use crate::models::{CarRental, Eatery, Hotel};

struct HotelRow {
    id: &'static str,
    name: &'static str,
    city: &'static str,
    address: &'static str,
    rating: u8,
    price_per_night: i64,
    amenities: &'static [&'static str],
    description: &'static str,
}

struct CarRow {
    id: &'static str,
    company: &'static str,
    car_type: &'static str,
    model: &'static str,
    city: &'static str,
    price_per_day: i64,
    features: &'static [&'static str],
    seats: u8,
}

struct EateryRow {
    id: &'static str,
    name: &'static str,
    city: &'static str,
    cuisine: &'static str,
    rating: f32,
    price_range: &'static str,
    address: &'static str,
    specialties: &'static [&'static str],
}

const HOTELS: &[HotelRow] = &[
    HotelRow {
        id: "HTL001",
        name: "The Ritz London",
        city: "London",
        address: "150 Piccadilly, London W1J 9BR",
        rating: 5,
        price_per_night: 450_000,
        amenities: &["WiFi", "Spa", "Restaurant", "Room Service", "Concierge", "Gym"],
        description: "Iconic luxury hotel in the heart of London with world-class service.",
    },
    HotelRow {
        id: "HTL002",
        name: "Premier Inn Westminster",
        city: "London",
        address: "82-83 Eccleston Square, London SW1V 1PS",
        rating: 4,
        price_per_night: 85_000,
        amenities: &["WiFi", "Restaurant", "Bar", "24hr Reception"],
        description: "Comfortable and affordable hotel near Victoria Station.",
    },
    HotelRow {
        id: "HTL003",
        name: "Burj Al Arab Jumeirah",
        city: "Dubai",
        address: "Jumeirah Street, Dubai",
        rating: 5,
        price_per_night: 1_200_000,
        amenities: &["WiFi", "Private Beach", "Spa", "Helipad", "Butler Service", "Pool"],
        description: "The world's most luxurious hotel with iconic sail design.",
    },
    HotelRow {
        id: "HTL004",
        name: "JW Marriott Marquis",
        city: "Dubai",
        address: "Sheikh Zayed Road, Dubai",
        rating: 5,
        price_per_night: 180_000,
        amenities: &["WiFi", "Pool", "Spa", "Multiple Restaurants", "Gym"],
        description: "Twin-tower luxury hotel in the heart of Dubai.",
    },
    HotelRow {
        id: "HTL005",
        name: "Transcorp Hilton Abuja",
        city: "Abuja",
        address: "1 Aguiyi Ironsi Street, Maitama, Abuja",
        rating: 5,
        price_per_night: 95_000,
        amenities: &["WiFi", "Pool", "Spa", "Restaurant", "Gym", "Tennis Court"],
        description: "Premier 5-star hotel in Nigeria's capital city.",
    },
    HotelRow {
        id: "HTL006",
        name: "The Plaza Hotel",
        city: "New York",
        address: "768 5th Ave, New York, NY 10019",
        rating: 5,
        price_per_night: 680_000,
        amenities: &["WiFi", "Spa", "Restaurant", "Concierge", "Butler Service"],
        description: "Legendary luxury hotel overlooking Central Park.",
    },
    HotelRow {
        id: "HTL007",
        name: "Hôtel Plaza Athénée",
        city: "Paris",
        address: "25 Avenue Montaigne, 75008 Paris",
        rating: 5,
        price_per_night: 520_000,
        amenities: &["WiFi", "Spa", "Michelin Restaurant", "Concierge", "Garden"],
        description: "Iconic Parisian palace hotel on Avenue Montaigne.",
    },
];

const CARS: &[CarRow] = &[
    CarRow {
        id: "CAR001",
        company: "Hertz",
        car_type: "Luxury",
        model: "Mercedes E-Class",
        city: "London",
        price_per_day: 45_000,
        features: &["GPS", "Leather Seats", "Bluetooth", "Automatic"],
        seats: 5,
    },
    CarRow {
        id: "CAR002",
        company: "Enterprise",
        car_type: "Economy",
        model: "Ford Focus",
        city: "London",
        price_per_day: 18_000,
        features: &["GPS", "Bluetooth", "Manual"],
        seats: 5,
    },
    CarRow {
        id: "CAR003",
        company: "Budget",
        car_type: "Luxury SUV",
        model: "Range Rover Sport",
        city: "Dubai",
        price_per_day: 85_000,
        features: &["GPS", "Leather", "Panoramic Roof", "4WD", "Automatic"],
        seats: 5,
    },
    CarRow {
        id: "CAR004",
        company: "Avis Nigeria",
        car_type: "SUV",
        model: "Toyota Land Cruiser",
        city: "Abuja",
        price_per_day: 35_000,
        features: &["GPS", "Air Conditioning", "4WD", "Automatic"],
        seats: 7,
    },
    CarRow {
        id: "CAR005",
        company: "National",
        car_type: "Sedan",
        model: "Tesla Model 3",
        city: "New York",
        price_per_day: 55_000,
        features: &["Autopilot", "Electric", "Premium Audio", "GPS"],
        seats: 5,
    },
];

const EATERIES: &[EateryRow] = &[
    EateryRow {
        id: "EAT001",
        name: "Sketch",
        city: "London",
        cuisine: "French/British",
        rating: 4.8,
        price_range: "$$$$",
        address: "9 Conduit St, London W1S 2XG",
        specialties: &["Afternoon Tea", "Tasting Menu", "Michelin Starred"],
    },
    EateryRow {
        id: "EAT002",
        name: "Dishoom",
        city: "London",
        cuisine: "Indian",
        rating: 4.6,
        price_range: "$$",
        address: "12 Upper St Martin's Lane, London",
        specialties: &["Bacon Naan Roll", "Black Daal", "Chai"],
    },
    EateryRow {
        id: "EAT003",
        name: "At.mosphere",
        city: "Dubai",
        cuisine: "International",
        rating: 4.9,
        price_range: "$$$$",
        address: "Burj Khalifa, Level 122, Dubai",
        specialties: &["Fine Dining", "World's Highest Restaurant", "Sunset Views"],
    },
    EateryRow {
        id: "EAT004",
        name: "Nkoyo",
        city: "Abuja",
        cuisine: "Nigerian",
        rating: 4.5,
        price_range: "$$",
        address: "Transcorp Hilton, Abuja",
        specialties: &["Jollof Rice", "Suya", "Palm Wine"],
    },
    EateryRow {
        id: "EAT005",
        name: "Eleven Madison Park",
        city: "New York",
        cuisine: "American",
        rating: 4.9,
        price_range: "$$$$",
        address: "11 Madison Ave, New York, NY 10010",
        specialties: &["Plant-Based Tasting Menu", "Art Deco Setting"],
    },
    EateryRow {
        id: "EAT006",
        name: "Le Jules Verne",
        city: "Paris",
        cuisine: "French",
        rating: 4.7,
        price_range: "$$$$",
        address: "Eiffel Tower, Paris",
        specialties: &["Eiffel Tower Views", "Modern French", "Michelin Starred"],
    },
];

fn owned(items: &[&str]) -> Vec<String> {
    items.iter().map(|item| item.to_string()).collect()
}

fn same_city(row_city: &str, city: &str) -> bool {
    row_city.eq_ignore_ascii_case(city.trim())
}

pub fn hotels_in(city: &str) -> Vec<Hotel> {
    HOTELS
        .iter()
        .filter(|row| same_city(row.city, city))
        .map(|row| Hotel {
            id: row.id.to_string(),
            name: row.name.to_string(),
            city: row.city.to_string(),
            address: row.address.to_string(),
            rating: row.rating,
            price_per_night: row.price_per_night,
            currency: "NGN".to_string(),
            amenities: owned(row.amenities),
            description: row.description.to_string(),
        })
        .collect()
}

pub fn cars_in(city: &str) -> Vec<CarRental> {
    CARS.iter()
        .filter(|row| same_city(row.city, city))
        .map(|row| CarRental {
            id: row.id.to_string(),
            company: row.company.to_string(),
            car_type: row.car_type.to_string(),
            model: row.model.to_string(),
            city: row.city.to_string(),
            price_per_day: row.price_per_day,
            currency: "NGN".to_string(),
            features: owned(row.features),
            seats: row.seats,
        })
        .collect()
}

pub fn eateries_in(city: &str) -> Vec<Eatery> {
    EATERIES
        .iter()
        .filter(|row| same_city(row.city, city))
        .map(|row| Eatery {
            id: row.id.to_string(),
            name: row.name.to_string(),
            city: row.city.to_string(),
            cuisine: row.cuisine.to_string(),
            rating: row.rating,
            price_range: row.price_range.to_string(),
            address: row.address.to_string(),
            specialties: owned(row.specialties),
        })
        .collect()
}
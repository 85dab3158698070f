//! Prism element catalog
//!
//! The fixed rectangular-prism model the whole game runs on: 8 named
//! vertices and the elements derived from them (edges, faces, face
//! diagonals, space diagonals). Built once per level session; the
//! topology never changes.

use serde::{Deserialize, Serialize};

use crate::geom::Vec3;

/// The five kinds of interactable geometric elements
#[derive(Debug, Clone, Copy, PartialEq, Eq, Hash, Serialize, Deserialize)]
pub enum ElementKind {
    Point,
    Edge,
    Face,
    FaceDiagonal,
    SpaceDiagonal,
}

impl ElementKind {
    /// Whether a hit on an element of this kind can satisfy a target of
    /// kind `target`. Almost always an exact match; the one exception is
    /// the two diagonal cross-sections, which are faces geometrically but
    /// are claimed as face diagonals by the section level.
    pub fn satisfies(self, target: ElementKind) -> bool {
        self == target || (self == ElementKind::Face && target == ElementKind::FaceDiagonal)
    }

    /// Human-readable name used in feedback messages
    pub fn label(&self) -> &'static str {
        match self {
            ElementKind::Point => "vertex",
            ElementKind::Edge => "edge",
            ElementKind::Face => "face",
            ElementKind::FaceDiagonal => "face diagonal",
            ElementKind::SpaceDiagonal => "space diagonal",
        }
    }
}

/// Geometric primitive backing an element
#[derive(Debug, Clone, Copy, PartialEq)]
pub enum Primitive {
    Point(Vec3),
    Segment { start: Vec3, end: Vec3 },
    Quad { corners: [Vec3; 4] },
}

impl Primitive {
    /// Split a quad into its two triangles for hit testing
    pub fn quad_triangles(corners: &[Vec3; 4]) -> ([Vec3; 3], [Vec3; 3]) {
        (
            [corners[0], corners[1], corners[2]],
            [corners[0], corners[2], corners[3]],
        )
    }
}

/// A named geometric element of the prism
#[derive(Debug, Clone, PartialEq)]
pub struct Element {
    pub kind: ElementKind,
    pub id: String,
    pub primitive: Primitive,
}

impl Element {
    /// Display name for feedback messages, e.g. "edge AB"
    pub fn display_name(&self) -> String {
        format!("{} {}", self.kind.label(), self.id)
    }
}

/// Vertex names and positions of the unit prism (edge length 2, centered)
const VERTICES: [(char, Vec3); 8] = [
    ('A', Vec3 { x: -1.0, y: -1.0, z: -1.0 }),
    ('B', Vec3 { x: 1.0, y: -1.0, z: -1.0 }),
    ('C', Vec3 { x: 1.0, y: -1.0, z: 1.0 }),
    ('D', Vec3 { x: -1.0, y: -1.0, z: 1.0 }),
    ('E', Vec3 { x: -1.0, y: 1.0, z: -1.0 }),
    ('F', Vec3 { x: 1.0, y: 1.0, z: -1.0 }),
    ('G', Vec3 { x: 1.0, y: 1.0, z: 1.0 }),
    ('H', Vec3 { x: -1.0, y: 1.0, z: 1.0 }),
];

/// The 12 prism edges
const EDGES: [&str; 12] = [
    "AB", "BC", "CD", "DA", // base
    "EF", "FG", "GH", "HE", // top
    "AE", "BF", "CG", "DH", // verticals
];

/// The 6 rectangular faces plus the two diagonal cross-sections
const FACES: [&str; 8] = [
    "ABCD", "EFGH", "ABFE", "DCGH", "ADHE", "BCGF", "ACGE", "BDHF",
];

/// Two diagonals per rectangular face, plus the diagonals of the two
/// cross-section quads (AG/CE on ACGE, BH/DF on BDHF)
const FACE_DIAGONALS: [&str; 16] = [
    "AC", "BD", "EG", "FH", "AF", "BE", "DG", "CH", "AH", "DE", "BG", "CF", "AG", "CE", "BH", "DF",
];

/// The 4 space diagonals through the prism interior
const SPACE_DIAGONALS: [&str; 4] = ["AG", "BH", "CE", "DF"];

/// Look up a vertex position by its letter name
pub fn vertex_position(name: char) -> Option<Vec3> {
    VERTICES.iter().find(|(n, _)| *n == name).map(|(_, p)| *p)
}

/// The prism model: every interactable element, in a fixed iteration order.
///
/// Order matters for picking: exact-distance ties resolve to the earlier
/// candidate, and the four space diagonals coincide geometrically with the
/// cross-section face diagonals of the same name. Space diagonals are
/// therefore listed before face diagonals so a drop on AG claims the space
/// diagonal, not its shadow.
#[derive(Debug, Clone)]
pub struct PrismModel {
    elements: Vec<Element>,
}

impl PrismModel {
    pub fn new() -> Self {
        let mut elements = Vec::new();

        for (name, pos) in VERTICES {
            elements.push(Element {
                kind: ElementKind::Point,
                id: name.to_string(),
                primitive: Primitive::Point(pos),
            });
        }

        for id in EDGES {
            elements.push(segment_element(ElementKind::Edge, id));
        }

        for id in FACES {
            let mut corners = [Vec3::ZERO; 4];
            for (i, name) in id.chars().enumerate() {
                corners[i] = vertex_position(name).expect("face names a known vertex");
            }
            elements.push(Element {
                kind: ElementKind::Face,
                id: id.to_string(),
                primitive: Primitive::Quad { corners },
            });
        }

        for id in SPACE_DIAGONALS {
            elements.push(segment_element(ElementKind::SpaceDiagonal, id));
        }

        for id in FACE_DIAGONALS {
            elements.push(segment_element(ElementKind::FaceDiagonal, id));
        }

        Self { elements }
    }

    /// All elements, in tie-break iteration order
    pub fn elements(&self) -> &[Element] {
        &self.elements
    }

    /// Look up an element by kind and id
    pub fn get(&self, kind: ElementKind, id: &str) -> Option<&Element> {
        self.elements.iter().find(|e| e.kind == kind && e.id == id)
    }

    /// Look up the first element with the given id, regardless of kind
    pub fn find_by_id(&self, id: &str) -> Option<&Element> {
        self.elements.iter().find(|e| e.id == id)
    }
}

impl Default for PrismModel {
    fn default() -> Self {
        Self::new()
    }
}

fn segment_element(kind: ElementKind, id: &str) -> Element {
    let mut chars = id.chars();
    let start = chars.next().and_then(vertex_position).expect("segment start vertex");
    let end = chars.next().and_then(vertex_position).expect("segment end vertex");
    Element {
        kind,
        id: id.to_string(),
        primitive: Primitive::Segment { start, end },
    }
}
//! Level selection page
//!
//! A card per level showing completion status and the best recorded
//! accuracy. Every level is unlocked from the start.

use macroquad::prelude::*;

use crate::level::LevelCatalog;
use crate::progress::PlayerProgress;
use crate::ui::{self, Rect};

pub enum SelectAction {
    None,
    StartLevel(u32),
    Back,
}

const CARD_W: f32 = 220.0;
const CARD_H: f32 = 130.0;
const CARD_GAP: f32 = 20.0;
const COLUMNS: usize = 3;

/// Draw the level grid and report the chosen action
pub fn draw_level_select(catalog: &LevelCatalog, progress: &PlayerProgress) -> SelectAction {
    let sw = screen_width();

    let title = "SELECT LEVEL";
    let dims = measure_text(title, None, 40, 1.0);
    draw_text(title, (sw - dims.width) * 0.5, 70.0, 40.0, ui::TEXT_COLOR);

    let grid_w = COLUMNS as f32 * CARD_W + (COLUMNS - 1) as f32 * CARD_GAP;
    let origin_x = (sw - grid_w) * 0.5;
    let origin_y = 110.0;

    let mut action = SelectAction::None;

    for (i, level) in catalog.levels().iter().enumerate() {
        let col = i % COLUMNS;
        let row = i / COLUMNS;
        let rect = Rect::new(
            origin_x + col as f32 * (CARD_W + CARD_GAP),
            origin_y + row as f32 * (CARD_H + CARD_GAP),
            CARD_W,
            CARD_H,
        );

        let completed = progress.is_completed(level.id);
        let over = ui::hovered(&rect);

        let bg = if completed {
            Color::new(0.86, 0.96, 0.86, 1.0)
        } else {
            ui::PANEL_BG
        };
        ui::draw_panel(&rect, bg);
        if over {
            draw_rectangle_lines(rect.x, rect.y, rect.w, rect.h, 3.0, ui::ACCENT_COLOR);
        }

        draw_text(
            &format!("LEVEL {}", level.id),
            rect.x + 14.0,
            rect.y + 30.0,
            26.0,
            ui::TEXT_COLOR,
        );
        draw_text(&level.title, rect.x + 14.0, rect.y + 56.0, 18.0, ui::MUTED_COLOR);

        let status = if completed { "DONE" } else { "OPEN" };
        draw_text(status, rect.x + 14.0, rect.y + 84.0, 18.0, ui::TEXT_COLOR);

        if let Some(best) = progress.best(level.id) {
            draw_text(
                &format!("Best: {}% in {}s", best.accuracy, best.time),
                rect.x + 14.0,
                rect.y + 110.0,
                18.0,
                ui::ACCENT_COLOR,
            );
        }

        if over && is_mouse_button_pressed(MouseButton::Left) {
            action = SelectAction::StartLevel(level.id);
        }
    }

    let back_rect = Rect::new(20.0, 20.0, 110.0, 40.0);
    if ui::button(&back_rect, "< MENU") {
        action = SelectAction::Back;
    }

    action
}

______

Task directions
Only the lines from the one containing "let mut corners" through the one containing "kind and id" are to be retyped, both boundary lines included, with no other material.

Your solution
            let mut corners = [Vec3::ZERO; 4];
            for (i, name) in id.chars().enumerate() {
                corners[i] = vertex_position(name).expect("face names a known vertex");
            }
            elements.push(Element {
                kind: ElementKind::Face,
                id: id.to_string(),
                primitive: Primitive::Quad { corners },
            });
        }

        for id in SPACE_DIAGONALS {
            elements.push(segment_element(ElementKind::SpaceDiagonal, id));
        }

        for id in FACE_DIAGONALS {
            elements.push(segment_element(ElementKind::FaceDiagonal, id));
        }

        Self { elements }
    }

    /// All elements, in tie-break iteration order
    pub fn elements(&self) -> &[Element] {
        &self.elements
    }

    /// Look up an element by kind and id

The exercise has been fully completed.